September 26, 2016

Summer Questions in Fall

FARM NEWS

Our first fall squash is almost ready to harvest. Any day now, the butternut squash and sugar pie pumpkins will be clipped from the vine with pruning shears. The orange, heavy fruit will then lay right there in the field for a week or so to allow it to harden up.

Warm, fall days are perfect to transform the skin of the squash from soft and easily scratched to strong and resilient. We will pack it out when the rind can protect the sweet, inner flesh from injury.

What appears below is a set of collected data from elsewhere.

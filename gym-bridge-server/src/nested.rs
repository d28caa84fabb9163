//! Conversion between arrays and nested sequences.
//!
//! Arrays never go to the wire directly. They are materialized as nested
//! sequences first, so that a `[2, 3]` array is encoded as a list of two lists
//! of three numbers, as any MessagePack client expects.
use crate::ServerError;
use ndarray::{ArrayBase, ArrayD, ArrayViewD, Data, Dimension, IxDyn};
use serde::{Deserialize, Serialize, Serializer};

/// A scalar or an arbitrarily nested list of scalars.
#[derive(Debug, Clone, PartialEq, Serialize, Deserialize)]
#[serde(untagged)]
pub enum Nested<T> {
    /// A leaf value.
    Scalar(T),

    /// A list of nested values.
    List(Vec<Nested<T>>),
}

impl<T: Clone> Nested<T> {
    /// Materializes an array as nested lists, one level per axis.
    pub fn from_array<S, D>(a: &ArrayBase<S, D>) -> Self
    where
        S: Data<Elem = T>,
        D: Dimension,
    {
        Self::from_view(a.view().into_dyn())
    }

    fn from_view(a: ArrayViewD<T>) -> Self {
        if a.ndim() == 0 {
            return match a.iter().next() {
                Some(x) => Nested::Scalar(x.clone()),
                None => Nested::List(vec![]),
            };
        }
        Nested::List(a.outer_iter().map(Self::from_view).collect())
    }

    /// Shape implied by the first element at every depth.
    pub fn shape(&self) -> Vec<usize> {
        let mut shape = vec![];
        let mut cur = self;
        while let Nested::List(items) = cur {
            shape.push(items.len());
            match items.first() {
                Some(first) => cur = first,
                None => break,
            }
        }
        shape
    }

    /// Converts to an array, failing on ragged lists.
    pub fn into_array(self) -> Result<ArrayD<T>, ServerError> {
        let shape = self.shape();
        let mut data = Vec::with_capacity(shape.iter().product());
        self.flatten(&shape, &mut data)?;
        ArrayD::from_shape_vec(IxDyn(&shape), data)
            .map_err(|e| ServerError::InvalidParam(e.to_string()))
    }

    fn flatten(self, shape: &[usize], out: &mut Vec<T>) -> Result<(), ServerError> {
        match (self, shape.split_first()) {
            (Nested::Scalar(x), None) => {
                out.push(x);
                Ok(())
            }
            (Nested::List(items), Some((n, rest))) if items.len() == *n => {
                for item in items {
                    item.flatten(rest, out)?;
                }
                Ok(())
            }
            _ => Err(ServerError::InvalidParam(
                "nested sequence is not rectangular".to_string(),
            )),
        }
    }
}

/// Serializes an array as nested lists, for use with `#[serde(serialize_with)]`.
pub fn serialize<S, A, D, Ser>(a: &ArrayBase<S, D>, serializer: Ser) -> Result<Ser::Ok, Ser::Error>
where
    S: Data<Elem = A>,
    A: Clone + Serialize,
    D: Dimension,
    Ser: Serializer,
{
    Nested::from_array(a).serialize(serializer)
}
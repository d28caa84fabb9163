//! Wire messages.
//!
//! Requests are MessagePack maps `{method: string, param: map}`. Responses are
//! flat MessagePack maps with string keys, one layout per method:
//!
//! | method     | keys                                                                |
//! |------------|---------------------------------------------------------------------|
//! | `info`     | `action_space_type`, `action_space_shape`, `observation_space_type`, `observation_space_shape`, `observation_space_size` |
//! | `make`     | `result`                                                            |
//! | `reset`    | `observation`                                                       |
//! | `step`     | `observation`, `reward`, `done`, `real_reward`                      |
//! | `dynamics` | `probability`, `next_state`, `reward`, `done`                       |
//!
//! Failed requests are answered with `{error: string}`.
use crate::{nested, Nested, ServerError};
use ndarray::{Array2, ArrayD};
use serde::{de::DeserializeOwned, Deserialize, Serialize, Serializer};
use std::{fmt, str::FromStr};

/// Methods of the protocol.
#[derive(Debug, Clone, Copy, PartialEq, Eq)]
pub enum Method {
    /// Describe the spaces of the active environment.
    Info,
    /// Create the active environment.
    Make,
    /// Reset all instances.
    Reset,
    /// Step all instances.
    Step,
    /// Query the transition table.
    Dynamics,
}

impl Method {
    /// Name of the method on the wire.
    pub fn as_str(&self) -> &'static str {
        match self {
            Method::Info => "info",
            Method::Make => "make",
            Method::Reset => "reset",
            Method::Step => "step",
            Method::Dynamics => "dynamics",
        }
    }
}

impl FromStr for Method {
    type Err = ServerError;

    fn from_str(s: &str) -> Result<Self, Self::Err> {
        match s {
            "info" => Ok(Method::Info),
            "make" => Ok(Method::Make),
            "reset" => Ok(Method::Reset),
            "step" => Ok(Method::Step),
            "dynamics" => Ok(Method::Dynamics),
            _ => Err(ServerError::UnknownMethod(s.to_string())),
        }
    }
}

impl fmt::Display for Method {
    fn fmt(&self, f: &mut fmt::Formatter<'_>) -> fmt::Result {
        f.write_str(self.as_str())
    }
}

/// Parameters of `make`.
#[derive(Debug, Clone, PartialEq, Serialize, Deserialize)]
pub struct MakeParam {
    /// Name of the environment.
    pub env_name: String,

    /// Number of parallel instances.
    pub num_envs: usize,
}

/// Parameters of `step`.
///
/// Single-environment discrete clients send a scalar `action` instead of
/// `actions`; it stands for `actions = [[action]]`.
#[derive(Debug, Clone, PartialEq, Default, Serialize, Deserialize)]
pub struct StepParam {
    /// One action per instance.
    #[serde(default, skip_serializing_if = "Option::is_none")]
    pub actions: Option<Nested<f64>>,

    /// Scalar action of a single discrete instance.
    #[serde(default, skip_serializing_if = "Option::is_none")]
    pub action: Option<i64>,

    /// Render after stepping.
    #[serde(default)]
    pub render: bool,
}

impl StepParam {
    /// Parameters with one action per instance.
    pub fn new(actions: Nested<f64>) -> Self {
        Self {
            actions: Some(actions),
            ..Self::default()
        }
    }

    /// Sets the render flag.
    pub fn render(mut self, v: bool) -> Self {
        self.render = v;
        self
    }

    /// The action batch as an array.
    pub fn actions(self) -> Result<ArrayD<f64>, ServerError> {
        match (self.actions, self.action) {
            (Some(actions), _) => actions.into_array(),
            (None, Some(a)) => Ok(ArrayD::from_elem(ndarray::IxDyn(&[1, 1]), a as f64)),
            (None, None) => Err(ServerError::InvalidParam(
                "missing field `actions`".to_string(),
            )),
        }
    }
}

/// Parameters of `dynamics`.
#[derive(Debug, Clone, PartialEq, Serialize, Deserialize)]
pub struct DynamicsParam {
    /// State of the query.
    pub state: usize,

    /// Action of the query.
    pub action: usize,
}

/// A decoded request.
#[derive(Debug, Clone, PartialEq)]
pub enum Request {
    /// `info`.
    Info,
    /// `make`.
    Make(MakeParam),
    /// `reset`.
    Reset,
    /// `step`.
    Step(StepParam),
    /// `dynamics`.
    Dynamics(DynamicsParam),
}

#[derive(Deserialize)]
struct Header {
    method: String,
}

#[derive(Deserialize)]
struct Envelope<P> {
    param: P,
}

#[derive(Serialize)]
struct OutEnvelope<'a, P> {
    method: &'static str,
    param: &'a P,
}

/// Empty parameter map.
#[derive(Serialize)]
struct NoParam {}

fn decode_param<P: DeserializeOwned>(bytes: &[u8]) -> Result<P, ServerError> {
    let envelope: Envelope<P> = rmp_serde::from_slice(bytes)?;
    Ok(envelope.param)
}

impl Request {
    /// Method of the request.
    pub fn method(&self) -> Method {
        match self {
            Request::Info => Method::Info,
            Request::Make(_) => Method::Make,
            Request::Reset => Method::Reset,
            Request::Step(_) => Method::Step,
            Request::Dynamics(_) => Method::Dynamics,
        }
    }

    /// Decodes a request. Unknown fields in `param` are ignored.
    pub fn decode(bytes: &[u8]) -> Result<Self, ServerError> {
        let header: Header = rmp_serde::from_slice(bytes)?;
        Ok(match header.method.parse()? {
            Method::Info => Request::Info,
            Method::Make => Request::Make(decode_param(bytes)?),
            Method::Reset => Request::Reset,
            Method::Step => Request::Step(decode_param(bytes)?),
            Method::Dynamics => Request::Dynamics(decode_param(bytes)?),
        })
    }

    /// Encodes the request, as a client would.
    pub fn encode(&self) -> Result<Vec<u8>, ServerError> {
        let method = self.method().as_str();
        let bytes = match self {
            Request::Info | Request::Reset => {
                rmp_serde::to_vec_named(&OutEnvelope { method, param: &NoParam {} })?
            }
            Request::Make(p) => rmp_serde::to_vec_named(&OutEnvelope { method, param: p })?,
            Request::Step(p) => rmp_serde::to_vec_named(&OutEnvelope { method, param: p })?,
            Request::Dynamics(p) => rmp_serde::to_vec_named(&OutEnvelope { method, param: p })?,
        };
        Ok(bytes)
    }
}

/// Response to `info`.
#[derive(Debug, Clone, PartialEq, Serialize)]
pub struct InfoMessage {
    /// `"Discrete"` or `"Box"`.
    pub action_space_type: String,

    /// `[n]` for discrete action spaces, the native shape otherwise.
    pub action_space_shape: Vec<usize>,

    /// `"Discrete"` or `"Box"`.
    pub observation_space_type: String,

    /// Native shape of an observation.
    pub observation_space_shape: Vec<usize>,

    /// Number of states for discrete observation spaces, number of components otherwise.
    pub observation_space_size: usize,
}

/// Response to `dynamics`, one element per outcome.
#[derive(Debug, Clone, PartialEq, Serialize)]
pub struct DynamicsMessage {
    /// Probabilities of the outcomes.
    pub probability: Vec<f64>,

    /// Next states.
    pub next_state: Vec<usize>,

    /// Rewards.
    pub reward: Vec<f64>,

    /// Episode ends.
    pub done: Vec<bool>,
}

/// Response to `make`.
#[derive(Debug, Clone, PartialEq, Serialize)]
pub struct MakeMessage {
    result: String,
}

impl Default for MakeMessage {
    fn default() -> Self {
        Self {
            result: "OK".to_string(),
        }
    }
}

/// One component of a multi-part observation.
#[derive(Debug, Clone, PartialEq)]
pub enum ObsPart {
    /// An array, encoded as nested lists.
    Array(ArrayD<f32>),
    /// Passed through as is.
    Int(i64),
    /// Passed through as is.
    Float(f64),
    /// Passed through as is.
    Bool(bool),
    /// Passed through as is.
    Text(String),
}

impl Serialize for ObsPart {
    fn serialize<S: Serializer>(&self, serializer: S) -> Result<S::Ok, S::Error> {
        match self {
            ObsPart::Array(a) => nested::serialize(a, serializer),
            ObsPart::Int(v) => serializer.serialize_i64(*v),
            ObsPart::Float(v) => serializer.serialize_f64(*v),
            ObsPart::Bool(v) => serializer.serialize_bool(*v),
            ObsPart::Text(v) => serializer.serialize_str(v),
        }
    }
}

/// Observation carried by a [`ResetMessage`].
#[derive(Debug, Clone, PartialEq)]
pub enum Observation {
    /// Stacked observations of all instances.
    Array(ArrayD<f32>),

    /// Observation made of several heterogeneous components.
    Parts(Vec<ObsPart>),
}

impl Serialize for Observation {
    fn serialize<S: Serializer>(&self, serializer: S) -> Result<S::Ok, S::Error> {
        match self {
            Observation::Array(a) => nested::serialize(a, serializer),
            Observation::Parts(parts) => parts.serialize(serializer),
        }
    }
}

impl From<ArrayD<f32>> for Observation {
    fn from(a: ArrayD<f32>) -> Self {
        Observation::Array(a)
    }
}

impl From<Vec<ObsPart>> for Observation {
    fn from(parts: Vec<ObsPart>) -> Self {
        Observation::Parts(parts)
    }
}

/// Response to `reset`.
#[derive(Debug, Clone, PartialEq, Serialize)]
pub struct ResetMessage {
    /// Initial observations.
    pub observation: Observation,
}

impl ResetMessage {
    /// Constructs a [`ResetMessage`].
    pub fn new(observation: impl Into<Observation>) -> Self {
        Self {
            observation: observation.into(),
        }
    }
}

/// Response to `step`.
#[derive(Debug, Clone, PartialEq, Serialize)]
pub struct StepMessage {
    /// Stacked observations, leading axis `count`.
    #[serde(serialize_with = "nested::serialize")]
    pub observation: ArrayD<f32>,

    /// Rewards, `[count, 1]`.
    #[serde(serialize_with = "nested::serialize")]
    pub reward: Array2<f32>,

    /// Episode ends, `[count, 1]`.
    #[serde(serialize_with = "nested::serialize")]
    pub done: Array2<bool>,

    /// Rewards before normalization, `[count, 1]`.
    #[serde(serialize_with = "nested::serialize")]
    pub real_reward: Array2<f32>,
}

/// Response to a failed request.
#[derive(Debug, Clone, PartialEq, Serialize)]
pub struct ErrorMessage {
    /// What went wrong.
    pub error: String,
}

/// A response of the server, one variant per method.
#[derive(Debug, Clone, PartialEq)]
pub enum Response {
    /// Result of `info`.
    Info(InfoMessage),
    /// Result of `dynamics`.
    Dynamics(DynamicsMessage),
    /// Result of `make`.
    Make(MakeMessage),
    /// Result of `reset`.
    Reset(ResetMessage),
    /// Result of `step`.
    Step(StepMessage),
    /// A request failed.
    Error(ErrorMessage),
}

impl Response {
    /// Error response.
    pub fn error(message: impl Into<String>) -> Self {
        Response::Error(ErrorMessage {
            error: message.into(),
        })
    }

    /// Encodes the response as a MessagePack map.
    pub fn encode(&self) -> Result<Vec<u8>, ServerError> {
        let bytes = match self {
            Response::Info(m) => rmp_serde::to_vec_named(m)?,
            Response::Dynamics(m) => rmp_serde::to_vec_named(m)?,
            Response::Make(m) => rmp_serde::to_vec_named(m)?,
            Response::Reset(m) => rmp_serde::to_vec_named(m)?,
            Response::Step(m) => rmp_serde::to_vec_named(m)?,
            Response::Error(m) => rmp_serde::to_vec_named(m)?,
        };
        Ok(bytes)
    }
}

As we start seeing pumpkins and officially say good-bye to summer, it is actually time to prepare for next year’s summer. The end of the season is the best time to plan for the next go-around. We do this by asking many questions. Which varieties of melon did the best? If we plant the peppers tighter together, will they grow better, shaded from the sun? Did we plant the tomatoes early enough? A particularly important tomato question is: “Into which fields are we going to plant the tomatoes next year?” We do not plant tomatoes on the same field year after year mainly because of pest pressures. All summer long, fungi and other microbes that attack tomato plants proliferate in the soil around the roots. If we put our plants in that same soil next year, they’d be ambushed by those pathogens that are lying in wait. After 5 years pass, the tomato pests diminish, and we are comfortable growing in that soil again. So, we look into our records and choose acres that have been free of tomatoes for several years.

Now, before we get too far into the details of summer, we plan the spring plantings. After our available acres are assigned to spring crops, we are left with a road map for field preparation that needs to happen right now. Every bed of soil that is destined to grow spinach, carrots, lettuce, and so on next spring must be worked and made ready before it starts to rain in October and November. Those beds stay groomed all winter, and as soon as it dries up a bit in February, we will float our lightest tractor with the biggest treads over the wet field to drop seeds for the spring.